EXERCISE DATA:
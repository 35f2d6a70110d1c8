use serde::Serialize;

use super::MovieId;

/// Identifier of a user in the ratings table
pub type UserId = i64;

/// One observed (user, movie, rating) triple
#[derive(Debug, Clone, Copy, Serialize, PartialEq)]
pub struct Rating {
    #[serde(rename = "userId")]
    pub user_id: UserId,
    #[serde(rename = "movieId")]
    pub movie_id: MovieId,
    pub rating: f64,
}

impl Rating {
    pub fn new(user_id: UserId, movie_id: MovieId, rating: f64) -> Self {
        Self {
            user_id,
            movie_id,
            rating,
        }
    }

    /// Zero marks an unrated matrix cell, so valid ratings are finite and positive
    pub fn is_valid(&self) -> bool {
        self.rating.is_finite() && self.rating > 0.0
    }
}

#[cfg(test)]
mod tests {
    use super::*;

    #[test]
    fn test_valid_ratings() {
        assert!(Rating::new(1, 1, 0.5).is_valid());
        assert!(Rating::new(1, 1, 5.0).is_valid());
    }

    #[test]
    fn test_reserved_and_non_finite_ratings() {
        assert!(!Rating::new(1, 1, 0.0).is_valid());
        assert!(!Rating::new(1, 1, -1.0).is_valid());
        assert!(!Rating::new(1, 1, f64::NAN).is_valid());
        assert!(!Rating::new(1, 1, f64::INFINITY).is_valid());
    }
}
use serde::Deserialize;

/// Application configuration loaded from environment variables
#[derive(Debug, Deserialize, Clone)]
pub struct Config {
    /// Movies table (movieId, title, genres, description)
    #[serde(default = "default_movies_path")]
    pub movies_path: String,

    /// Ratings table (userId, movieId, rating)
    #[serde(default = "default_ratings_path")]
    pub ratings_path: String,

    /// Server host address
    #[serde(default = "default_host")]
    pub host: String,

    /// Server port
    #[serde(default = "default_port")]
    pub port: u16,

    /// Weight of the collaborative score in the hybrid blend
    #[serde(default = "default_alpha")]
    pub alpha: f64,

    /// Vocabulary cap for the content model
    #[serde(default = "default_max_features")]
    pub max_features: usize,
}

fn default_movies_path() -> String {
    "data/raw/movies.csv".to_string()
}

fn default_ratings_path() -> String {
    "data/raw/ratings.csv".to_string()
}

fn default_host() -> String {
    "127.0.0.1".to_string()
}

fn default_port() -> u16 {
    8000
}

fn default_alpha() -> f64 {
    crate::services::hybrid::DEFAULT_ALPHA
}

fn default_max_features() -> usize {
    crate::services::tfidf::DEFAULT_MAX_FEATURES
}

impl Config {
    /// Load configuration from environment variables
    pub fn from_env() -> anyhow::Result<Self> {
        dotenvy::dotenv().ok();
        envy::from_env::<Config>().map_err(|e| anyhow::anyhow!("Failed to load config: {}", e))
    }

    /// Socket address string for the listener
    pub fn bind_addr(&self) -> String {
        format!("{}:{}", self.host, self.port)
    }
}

--

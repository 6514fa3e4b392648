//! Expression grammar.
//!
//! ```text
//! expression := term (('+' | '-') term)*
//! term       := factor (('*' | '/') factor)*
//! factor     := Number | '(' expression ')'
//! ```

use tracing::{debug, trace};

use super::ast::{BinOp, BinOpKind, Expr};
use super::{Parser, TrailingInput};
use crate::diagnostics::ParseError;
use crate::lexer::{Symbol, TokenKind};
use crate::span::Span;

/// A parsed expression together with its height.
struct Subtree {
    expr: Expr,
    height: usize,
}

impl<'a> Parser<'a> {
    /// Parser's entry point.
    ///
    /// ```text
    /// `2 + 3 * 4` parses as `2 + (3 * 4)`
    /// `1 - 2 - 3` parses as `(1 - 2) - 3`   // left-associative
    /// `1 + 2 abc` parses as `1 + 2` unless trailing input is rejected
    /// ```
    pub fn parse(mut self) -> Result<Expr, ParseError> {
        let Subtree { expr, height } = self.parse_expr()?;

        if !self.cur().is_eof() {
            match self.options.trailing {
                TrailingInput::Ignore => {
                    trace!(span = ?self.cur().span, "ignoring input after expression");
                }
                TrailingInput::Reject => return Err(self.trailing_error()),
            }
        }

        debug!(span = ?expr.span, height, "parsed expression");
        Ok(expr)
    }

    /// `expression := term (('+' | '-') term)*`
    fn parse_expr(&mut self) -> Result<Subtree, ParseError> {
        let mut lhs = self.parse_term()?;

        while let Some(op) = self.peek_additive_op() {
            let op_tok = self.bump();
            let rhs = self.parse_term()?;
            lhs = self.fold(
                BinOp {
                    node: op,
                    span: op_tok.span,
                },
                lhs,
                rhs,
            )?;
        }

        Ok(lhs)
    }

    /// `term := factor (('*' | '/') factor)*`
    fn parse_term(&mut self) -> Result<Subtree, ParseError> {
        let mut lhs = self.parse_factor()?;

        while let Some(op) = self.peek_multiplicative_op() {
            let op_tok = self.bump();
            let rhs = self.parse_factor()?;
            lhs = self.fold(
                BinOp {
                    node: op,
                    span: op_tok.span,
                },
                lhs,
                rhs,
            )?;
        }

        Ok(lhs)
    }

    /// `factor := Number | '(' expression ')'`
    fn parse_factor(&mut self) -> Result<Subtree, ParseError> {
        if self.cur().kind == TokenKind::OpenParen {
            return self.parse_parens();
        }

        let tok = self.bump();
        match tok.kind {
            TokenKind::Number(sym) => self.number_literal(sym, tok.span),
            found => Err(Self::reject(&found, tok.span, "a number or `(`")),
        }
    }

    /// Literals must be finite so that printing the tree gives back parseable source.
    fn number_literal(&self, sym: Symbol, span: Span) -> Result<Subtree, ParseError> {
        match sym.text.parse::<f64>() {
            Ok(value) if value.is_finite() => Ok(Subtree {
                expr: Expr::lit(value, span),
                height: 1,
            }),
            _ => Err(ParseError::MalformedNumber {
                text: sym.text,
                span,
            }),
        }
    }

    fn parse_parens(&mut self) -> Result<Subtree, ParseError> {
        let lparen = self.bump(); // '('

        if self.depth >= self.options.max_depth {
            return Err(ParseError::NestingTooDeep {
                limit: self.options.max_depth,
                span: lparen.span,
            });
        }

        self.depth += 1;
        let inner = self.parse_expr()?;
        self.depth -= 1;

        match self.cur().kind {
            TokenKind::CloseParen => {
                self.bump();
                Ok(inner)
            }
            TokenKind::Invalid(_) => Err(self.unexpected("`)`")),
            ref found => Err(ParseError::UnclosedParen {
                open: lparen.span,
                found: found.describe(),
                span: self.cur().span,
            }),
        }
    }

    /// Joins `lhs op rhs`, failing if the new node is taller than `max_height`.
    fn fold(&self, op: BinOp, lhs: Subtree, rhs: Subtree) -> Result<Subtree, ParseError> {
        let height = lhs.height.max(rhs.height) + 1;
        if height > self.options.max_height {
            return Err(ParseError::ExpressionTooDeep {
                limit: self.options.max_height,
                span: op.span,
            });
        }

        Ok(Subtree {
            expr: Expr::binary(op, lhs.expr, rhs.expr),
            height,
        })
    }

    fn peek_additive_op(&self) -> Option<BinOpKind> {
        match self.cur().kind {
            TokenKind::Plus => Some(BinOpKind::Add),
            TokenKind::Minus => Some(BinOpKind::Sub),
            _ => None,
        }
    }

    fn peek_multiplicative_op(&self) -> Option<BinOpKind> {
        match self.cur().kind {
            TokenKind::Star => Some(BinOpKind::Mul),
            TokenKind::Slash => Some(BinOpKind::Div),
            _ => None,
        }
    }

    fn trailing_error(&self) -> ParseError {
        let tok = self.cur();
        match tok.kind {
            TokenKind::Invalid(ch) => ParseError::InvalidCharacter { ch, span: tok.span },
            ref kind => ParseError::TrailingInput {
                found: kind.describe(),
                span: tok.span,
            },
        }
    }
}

WORK ORDER: Copy out each line of the listing that contains the word "value".

OUTPUT OF THE EXERCISE:
            Ok(value) if value.is_finite() => Ok(Subtree {
                expr: Expr::lit(value, span),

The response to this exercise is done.